Tuesday 19 April 2016
Bhulbhule (3365m) - PK Dairy (3640m) - Pikey Peak II & Pilates Planks (4065m) - Jase Bhanjyang (3550m).
Wonderful blue skies and multiple mountain views as we headed north towards PK Dairy and then up PK / Pikey Peak, where Steffi set the pace with Pilates planks before the descent to Jase Bhanjyang, which would later be bathed in beautiful evening light as the sun set.

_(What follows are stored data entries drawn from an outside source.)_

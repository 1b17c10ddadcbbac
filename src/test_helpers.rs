use async_trait::async_trait;
use chrono::{DateTime, Duration, Utc};
use std::sync::Mutex;

use crate::ai::{AiError, TextGenerator};
use crate::config::Config;
use crate::models::{Direction, Exit, Trade};
use crate::store::LocalStore;

/// A Config suitable for testing: no API key, UTC days, temp data dir.
pub fn default_test_config() -> Config {
    Config {
        data_dir: std::env::temp_dir()
            .join("edge_cipher_test")
            .to_string_lossy()
            .to_string(),
        account_balance: 25000.0,
        timezone: "UTC".to_string(),
        ai_base_url: "https://api.openai.com/v1".to_string(),
        ai_api_key: String::new(),
        ai_model: "gpt-4o-mini".to_string(),
        ai_timeout_secs: 5,
        ai_temperature: 0.7,
        log_level: "ERROR".to_string(),
    }
}

/// A fresh store under the temp dir, unique per test name and process.
pub fn temp_store(name: &str) -> LocalStore {
    let dir = std::env::temp_dir().join(format!(
        "edge_cipher_test_{}_{}",
        name,
        std::process::id()
    ));
    let _ = std::fs::remove_dir_all(&dir);
    LocalStore::new(dir)
}

pub fn at(rfc3339: &str) -> DateTime<Utc> {
    DateTime::parse_from_rfc3339(rfc3339)
        .unwrap()
        .with_timezone(&Utc)
}

/// A fully closed, unlevered trade entered 2024-01-15 12:00 UTC and exited an hour later.
pub fn closed_trade(symbol: &str, direction: Direction, entry: f64, exit: f64, qty: f64) -> Trade {
    let entered = at("2024-01-15T12:00:00Z");
    Trade::new(symbol, direction, entry, qty)
        .with_entry_date(entered)
        .with_exit(Exit::new(entered + Duration::hours(1), exit, qty))
}

/// Replies with a fixed string (or a fixed failure) and remembers the last prompt.
pub struct CannedGenerator {
    reply: Option<String>,
    last_prompt: Mutex<Option<String>>,
}

impl CannedGenerator {
    pub fn new(reply: &str) -> Self {
        Self {
            reply: Some(reply.to_string()),
            last_prompt: Mutex::new(None),
        }
    }

    pub fn failing() -> Self {
        Self {
            reply: None,
            last_prompt: Mutex::new(None),
        }
    }

    pub fn last_prompt(&self) -> Option<String> {
        self.last_prompt.lock().unwrap().clone()
    }
}

#[async_trait]
impl TextGenerator for CannedGenerator {
    async fn generate(&self, prompt: &str) -> Result<String, AiError> {
        *self.last_prompt.lock().unwrap() = Some(prompt.to_string());
        self.reply.clone().ok_or(AiError::Api {
            status: 503,
            body: "service unavailable".to_string(),
        })
    }
}
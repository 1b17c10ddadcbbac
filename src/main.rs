mod cli;

use anyhow::Result;
use tracing_subscriber::{fmt, EnvFilter};

use edge_cipher::config::Config;

use crate::cli::Cli;

#[tokio::main]
async fn main() -> Result<()> {
    let cfg = Config::from_env();

    // Initialize tracing
    let filter = EnvFilter::try_from_default_env()
        .unwrap_or_else(|_| EnvFilter::new(&cfg.log_level));

    fmt()
        .with_env_filter(filter)
        .with_target(false)
        .with_timer(fmt::time::UtcTime::rfc_3339())
        .with_writer(std::io::stderr)
        .init();

    let args: Vec<String> = std::env::args().skip(1).collect();
    Cli::new(cfg).run(&args).await
}
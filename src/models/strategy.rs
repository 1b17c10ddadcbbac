use serde::{Deserialize, Serialize};
use std::fmt;

use crate::error::ValidationErrors;
use crate::models::Timeframe;

#[derive(Debug, Clone, Copy, PartialEq, Eq, Hash, Serialize, Deserialize)]
pub enum StrategyType {
    Momentum,
    #[serde(rename = "Mean Reversion")]
    MeanReversion,
    Breakout,
    Scalping,
}

impl fmt::Display for StrategyType {
    fn fmt(&self, f: &mut fmt::Formatter<'_>) -> fmt::Result {
        f.pad(match self {
            StrategyType::Momentum => "Momentum",
            StrategyType::MeanReversion => "Mean Reversion",
            StrategyType::Breakout => "Breakout",
            StrategyType::Scalping => "Scalping",
        })
    }
}

#[derive(Debug, Clone, Copy, PartialEq, Eq, Hash, Serialize, Deserialize, Default)]
pub enum StrategyStatus {
    Running,
    Paused,
    #[default]
    Draft,
}

impl StrategyStatus {
    /// Running pauses; anything else (including a draft) starts running.
    pub fn toggled(self) -> StrategyStatus {
        match self {
            StrategyStatus::Running => StrategyStatus::Paused,
            _ => StrategyStatus::Running,
        }
    }
}

impl fmt::Display for StrategyStatus {
    fn fmt(&self, f: &mut fmt::Formatter<'_>) -> fmt::Result {
        match self {
            StrategyStatus::Running => write!(f, "Running"),
            StrategyStatus::Paused => write!(f, "Paused"),
            StrategyStatus::Draft => write!(f, "Draft"),
        }
    }
}

/// An automated strategy card. Performance figures are supplied, never computed here.
#[derive(Debug, Clone, PartialEq, Serialize, Deserialize)]
pub struct Strategy {
    #[serde(default)]
    pub id: Option<String>,
    pub name: String,
    #[serde(rename = "type")]
    pub strategy_type: StrategyType,
    pub market: String,
    pub timeframe: Timeframe,
    #[serde(default = "default_broker")]
    pub broker: String,
    #[serde(default)]
    pub trades_30d: u32,
    #[serde(default)]
    pub win_rate: f64,
    #[serde(default)]
    pub net_pnl: f64,
    #[serde(default)]
    pub max_drawdown: f64,
    #[serde(default)]
    pub status: StrategyStatus,
    pub description: String,
    pub risk_per_trade: f64,
    pub max_open_positions: u32,
    #[serde(default)]
    pub notes: String,
}

fn default_broker() -> String {
    "Paper".to_string()
}

impl Strategy {
    /// Blank draft with the dialog defaults.
    pub fn draft(name: &str, description: &str) -> Self {
        Self {
            id: None,
            name: name.to_string(),
            strategy_type: StrategyType::Momentum,
            market: "BTC/USDT".to_string(),
            timeframe: Timeframe::H1,
            broker: default_broker(),
            trades_30d: 0,
            win_rate: 0.0,
            net_pnl: 0.0,
            max_drawdown: 0.0,
            status: StrategyStatus::Draft,
            description: description.to_string(),
            risk_per_trade: 1.0,
            max_open_positions: 1,
            notes: String::new(),
        }
    }

    pub fn validate(&self) -> Result<(), ValidationErrors> {
        let mut errors = ValidationErrors::new();
        errors.min_len("name", &self.name, 3, "Name must be at least 3 characters");
        errors.min_len("market", &self.market, 1, "Market is required");
        errors.check(
            (0.0..=100.0).contains(&self.win_rate),
            "win_rate",
            "Win rate must be between 0 and 100",
        );
        errors.check(
            self.max_drawdown >= 0.0,
            "max_drawdown",
            "Max drawdown cannot be negative",
        );
        errors.min_len(
            "description",
            &self.description,
            10,
            "Please provide a brief description.",
        );
        errors.check(
            (0.1..=10.0).contains(&self.risk_per_trade),
            "risk_per_trade",
            "Risk per trade must be between 0.1% and 10%",
        );
        errors.check(
            (1..=10).contains(&self.max_open_positions),
            "max_open_positions",
            "Max open positions must be between 1 and 10",
        );
        errors.into_result()
    }
}
use serde::{Deserialize, Serialize};
use std::fmt;

#[derive(Debug, Clone, Copy, PartialEq, Eq, Hash, Serialize, Deserialize)]
pub enum Direction {
    #[serde(alias = "long")]
    Long,
    #[serde(alias = "short")]
    Short,
}

impl fmt::Display for Direction {
    fn fmt(&self, f: &mut fmt::Formatter<'_>) -> fmt::Result {
        f.pad(self.as_str())
    }
}

impl Direction {
    pub fn as_str(&self) -> &'static str {
        match self {
            Direction::Long => "Long",
            Direction::Short => "Short",
        }
    }

    /// +1 for long, -1 for short: multiply a price move by this to get PnL per unit.
    pub fn sign(&self) -> f64 {
        match self {
            Direction::Long => 1.0,
            Direction::Short => -1.0,
        }
    }

    pub fn from_str_loose(s: &str) -> Option<Direction> {
        match s.to_ascii_lowercase().as_str() {
            "long" | "buy" | "l" => Some(Direction::Long),
            "short" | "sell" | "s" => Some(Direction::Short),
            _ => None,
        }
    }

    /// Direction implied by a plan's stop placement.
    pub fn from_stop(entry: f64, stop_loss: f64) -> Direction {
        if stop_loss < entry {
            Direction::Long
        } else {
            Direction::Short
        }
    }
}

PK Dairy and Jase Bhanjyang both provided opportunities to gather information about local families who might need one of Light Education Development (LED)'s solar lights, and to do some distribution and repairs.
But the mountain views won the day.
From our first stop, just outside Bhulbhule, looking east we could see: Shishapangma - Dorje Lhakpa - Chang - Ramdung - Bigphera Go Shar - Numbur - Khatang - Karyolung - Everest - Lhotse - Nuptse - Baruntse - Pethangtse - Thamserku - Kangtega - Drangnag Ri [?] (Peak 49) - Makalu - Chamlang - Mera - Naulekh - Kanchenjunga.
From PK Dairy and the mani wall down at the pass before it more mountains stretched to the west: Gaurishankar - Shishapangma - Langtang Lirung - Paldor (Ganesh Himal) - Sringi Himal - Boudha Himal - Peak 29 (Ngadi Chuli) - Manaslu / Mansiri Himal - Annapurna
Read more on SparklyTrainers: Val Pitkethly's On and Off the Beaten Track through Solukhumbu.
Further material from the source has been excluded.